Search the records for the string "Sqlite", then copy each line that has it.
━━━ Records shown
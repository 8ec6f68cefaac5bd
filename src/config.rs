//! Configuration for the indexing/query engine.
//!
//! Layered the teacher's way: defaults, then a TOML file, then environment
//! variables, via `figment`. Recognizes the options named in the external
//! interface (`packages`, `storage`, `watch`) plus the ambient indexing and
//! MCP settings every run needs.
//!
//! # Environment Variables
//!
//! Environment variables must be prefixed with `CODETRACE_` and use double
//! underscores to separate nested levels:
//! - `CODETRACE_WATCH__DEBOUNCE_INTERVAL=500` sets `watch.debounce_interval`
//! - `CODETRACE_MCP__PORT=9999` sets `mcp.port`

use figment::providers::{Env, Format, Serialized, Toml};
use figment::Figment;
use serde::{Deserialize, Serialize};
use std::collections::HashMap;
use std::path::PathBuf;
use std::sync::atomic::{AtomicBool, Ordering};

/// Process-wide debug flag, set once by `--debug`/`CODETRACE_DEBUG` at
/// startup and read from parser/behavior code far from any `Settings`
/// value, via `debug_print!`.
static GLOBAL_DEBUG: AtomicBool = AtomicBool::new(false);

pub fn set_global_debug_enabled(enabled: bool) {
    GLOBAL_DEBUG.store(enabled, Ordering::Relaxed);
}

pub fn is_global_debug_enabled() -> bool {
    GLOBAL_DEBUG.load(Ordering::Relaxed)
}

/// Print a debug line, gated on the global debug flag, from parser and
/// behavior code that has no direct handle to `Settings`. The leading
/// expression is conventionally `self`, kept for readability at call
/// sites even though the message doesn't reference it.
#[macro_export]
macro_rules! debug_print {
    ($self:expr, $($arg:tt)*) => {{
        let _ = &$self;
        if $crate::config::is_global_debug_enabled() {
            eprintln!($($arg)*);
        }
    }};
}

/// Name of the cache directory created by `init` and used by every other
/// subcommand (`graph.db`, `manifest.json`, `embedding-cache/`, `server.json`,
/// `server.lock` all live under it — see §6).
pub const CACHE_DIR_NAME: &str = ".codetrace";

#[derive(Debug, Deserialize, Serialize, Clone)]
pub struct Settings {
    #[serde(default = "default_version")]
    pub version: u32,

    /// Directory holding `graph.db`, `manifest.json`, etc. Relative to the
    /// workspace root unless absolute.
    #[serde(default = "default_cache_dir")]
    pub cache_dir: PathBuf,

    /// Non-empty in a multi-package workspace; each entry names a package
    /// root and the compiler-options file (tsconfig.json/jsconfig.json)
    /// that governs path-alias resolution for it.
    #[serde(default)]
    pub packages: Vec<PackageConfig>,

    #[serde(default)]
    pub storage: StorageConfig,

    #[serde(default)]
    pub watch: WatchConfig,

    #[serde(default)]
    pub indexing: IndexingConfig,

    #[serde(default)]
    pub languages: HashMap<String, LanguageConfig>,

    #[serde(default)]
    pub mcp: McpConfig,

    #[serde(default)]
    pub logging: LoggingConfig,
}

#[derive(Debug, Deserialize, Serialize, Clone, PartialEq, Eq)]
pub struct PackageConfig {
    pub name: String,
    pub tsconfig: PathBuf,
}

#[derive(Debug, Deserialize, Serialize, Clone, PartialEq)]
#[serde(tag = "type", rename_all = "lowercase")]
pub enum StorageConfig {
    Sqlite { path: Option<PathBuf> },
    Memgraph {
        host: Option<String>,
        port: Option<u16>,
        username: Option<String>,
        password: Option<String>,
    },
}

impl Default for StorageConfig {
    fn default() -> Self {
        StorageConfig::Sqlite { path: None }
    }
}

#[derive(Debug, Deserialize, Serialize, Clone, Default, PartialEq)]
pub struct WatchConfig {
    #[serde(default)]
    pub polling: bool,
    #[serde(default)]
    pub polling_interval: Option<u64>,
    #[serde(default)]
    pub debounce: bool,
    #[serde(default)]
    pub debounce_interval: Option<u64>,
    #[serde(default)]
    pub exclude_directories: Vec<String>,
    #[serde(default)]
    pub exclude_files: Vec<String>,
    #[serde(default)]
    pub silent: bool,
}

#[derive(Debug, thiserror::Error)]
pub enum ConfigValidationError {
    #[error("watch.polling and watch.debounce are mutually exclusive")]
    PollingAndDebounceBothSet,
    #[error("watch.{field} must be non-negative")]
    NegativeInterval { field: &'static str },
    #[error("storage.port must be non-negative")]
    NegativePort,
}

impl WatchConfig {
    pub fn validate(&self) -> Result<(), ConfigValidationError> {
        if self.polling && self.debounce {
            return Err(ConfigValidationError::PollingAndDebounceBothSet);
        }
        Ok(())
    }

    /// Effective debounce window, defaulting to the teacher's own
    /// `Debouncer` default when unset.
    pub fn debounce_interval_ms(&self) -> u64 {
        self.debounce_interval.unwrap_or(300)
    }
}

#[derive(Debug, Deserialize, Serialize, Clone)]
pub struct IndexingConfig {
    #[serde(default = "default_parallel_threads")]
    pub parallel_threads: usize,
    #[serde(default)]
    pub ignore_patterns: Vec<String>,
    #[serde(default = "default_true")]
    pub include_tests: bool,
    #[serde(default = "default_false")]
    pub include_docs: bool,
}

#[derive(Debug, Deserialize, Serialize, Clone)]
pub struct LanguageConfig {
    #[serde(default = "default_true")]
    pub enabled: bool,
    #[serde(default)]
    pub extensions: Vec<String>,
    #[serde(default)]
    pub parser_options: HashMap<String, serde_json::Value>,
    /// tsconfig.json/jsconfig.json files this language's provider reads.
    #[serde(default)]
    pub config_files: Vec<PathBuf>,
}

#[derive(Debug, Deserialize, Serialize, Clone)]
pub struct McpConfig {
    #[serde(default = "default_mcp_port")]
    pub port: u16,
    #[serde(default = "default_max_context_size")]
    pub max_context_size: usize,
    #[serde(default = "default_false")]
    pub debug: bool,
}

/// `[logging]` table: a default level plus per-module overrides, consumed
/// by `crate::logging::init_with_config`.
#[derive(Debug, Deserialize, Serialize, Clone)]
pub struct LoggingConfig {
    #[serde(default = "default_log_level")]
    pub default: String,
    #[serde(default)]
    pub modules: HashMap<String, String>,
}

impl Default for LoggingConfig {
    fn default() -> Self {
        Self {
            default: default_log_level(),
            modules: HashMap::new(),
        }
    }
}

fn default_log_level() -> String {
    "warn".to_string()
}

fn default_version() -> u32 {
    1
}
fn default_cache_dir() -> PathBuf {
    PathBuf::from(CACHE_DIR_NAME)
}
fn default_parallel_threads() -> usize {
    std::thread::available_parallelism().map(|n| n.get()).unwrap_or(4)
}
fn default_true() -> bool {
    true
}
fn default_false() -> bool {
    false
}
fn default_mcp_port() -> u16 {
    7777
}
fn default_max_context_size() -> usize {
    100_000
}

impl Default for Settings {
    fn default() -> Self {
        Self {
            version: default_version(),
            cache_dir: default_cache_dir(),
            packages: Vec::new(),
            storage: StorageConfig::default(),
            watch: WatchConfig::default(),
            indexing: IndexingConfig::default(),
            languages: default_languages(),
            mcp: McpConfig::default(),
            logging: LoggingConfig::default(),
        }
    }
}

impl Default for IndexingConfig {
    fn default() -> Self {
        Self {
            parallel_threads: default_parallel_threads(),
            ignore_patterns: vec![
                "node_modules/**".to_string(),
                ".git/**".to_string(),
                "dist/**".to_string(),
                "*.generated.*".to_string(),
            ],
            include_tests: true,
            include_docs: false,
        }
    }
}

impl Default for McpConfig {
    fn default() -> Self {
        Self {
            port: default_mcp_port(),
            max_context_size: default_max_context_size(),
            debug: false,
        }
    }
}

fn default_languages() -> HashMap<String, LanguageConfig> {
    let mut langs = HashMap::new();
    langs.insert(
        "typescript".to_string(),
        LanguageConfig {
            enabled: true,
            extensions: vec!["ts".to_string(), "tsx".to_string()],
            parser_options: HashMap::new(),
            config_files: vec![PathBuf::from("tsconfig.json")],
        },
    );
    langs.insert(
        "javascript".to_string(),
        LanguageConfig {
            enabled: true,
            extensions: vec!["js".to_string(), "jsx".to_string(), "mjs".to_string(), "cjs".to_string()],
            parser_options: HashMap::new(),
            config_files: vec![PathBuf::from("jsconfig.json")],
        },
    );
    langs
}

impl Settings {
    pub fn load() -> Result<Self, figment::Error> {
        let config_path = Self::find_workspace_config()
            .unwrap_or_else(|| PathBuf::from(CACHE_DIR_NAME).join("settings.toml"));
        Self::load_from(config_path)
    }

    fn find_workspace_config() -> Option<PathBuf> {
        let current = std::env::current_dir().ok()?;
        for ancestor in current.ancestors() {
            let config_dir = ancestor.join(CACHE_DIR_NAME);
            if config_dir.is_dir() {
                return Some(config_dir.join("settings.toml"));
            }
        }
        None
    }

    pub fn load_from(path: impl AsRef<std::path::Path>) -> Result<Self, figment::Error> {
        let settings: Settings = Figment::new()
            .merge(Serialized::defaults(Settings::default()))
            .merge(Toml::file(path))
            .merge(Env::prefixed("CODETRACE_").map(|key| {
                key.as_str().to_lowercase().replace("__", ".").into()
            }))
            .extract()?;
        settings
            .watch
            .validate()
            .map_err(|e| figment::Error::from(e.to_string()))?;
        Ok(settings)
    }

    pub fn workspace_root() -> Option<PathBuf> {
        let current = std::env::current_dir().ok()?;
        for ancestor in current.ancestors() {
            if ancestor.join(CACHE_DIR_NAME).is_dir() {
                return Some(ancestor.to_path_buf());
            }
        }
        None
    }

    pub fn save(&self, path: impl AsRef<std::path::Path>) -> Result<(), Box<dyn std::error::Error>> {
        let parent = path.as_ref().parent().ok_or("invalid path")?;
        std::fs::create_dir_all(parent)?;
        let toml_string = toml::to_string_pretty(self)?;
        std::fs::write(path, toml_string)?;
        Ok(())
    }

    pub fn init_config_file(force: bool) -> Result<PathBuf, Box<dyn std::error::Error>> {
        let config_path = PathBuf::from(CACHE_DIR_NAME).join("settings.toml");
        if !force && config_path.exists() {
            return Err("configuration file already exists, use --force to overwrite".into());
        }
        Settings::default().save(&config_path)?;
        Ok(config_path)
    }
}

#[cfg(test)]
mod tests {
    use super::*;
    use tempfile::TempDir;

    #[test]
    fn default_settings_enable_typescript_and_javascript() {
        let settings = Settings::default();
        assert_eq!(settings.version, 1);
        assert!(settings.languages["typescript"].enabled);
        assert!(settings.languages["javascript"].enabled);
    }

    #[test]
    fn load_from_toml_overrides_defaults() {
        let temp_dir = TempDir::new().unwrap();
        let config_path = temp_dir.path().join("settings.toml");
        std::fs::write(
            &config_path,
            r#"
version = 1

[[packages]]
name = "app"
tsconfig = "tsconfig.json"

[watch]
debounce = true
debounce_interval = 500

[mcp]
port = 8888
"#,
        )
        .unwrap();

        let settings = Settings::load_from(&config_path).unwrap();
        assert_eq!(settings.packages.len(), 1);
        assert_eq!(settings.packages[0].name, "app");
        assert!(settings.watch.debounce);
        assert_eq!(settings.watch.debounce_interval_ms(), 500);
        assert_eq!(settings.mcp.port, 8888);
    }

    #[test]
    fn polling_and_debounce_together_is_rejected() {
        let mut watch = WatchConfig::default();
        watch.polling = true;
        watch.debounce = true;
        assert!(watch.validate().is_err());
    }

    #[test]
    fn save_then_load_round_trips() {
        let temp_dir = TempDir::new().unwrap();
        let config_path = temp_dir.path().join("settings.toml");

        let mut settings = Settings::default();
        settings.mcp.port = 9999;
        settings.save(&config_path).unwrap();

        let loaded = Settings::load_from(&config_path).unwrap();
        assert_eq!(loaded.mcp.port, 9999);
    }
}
━━━━━━
▶ **Your solution**:
    Sqlite { path: Option<PathBuf> },
        StorageConfig::Sqlite { path: None }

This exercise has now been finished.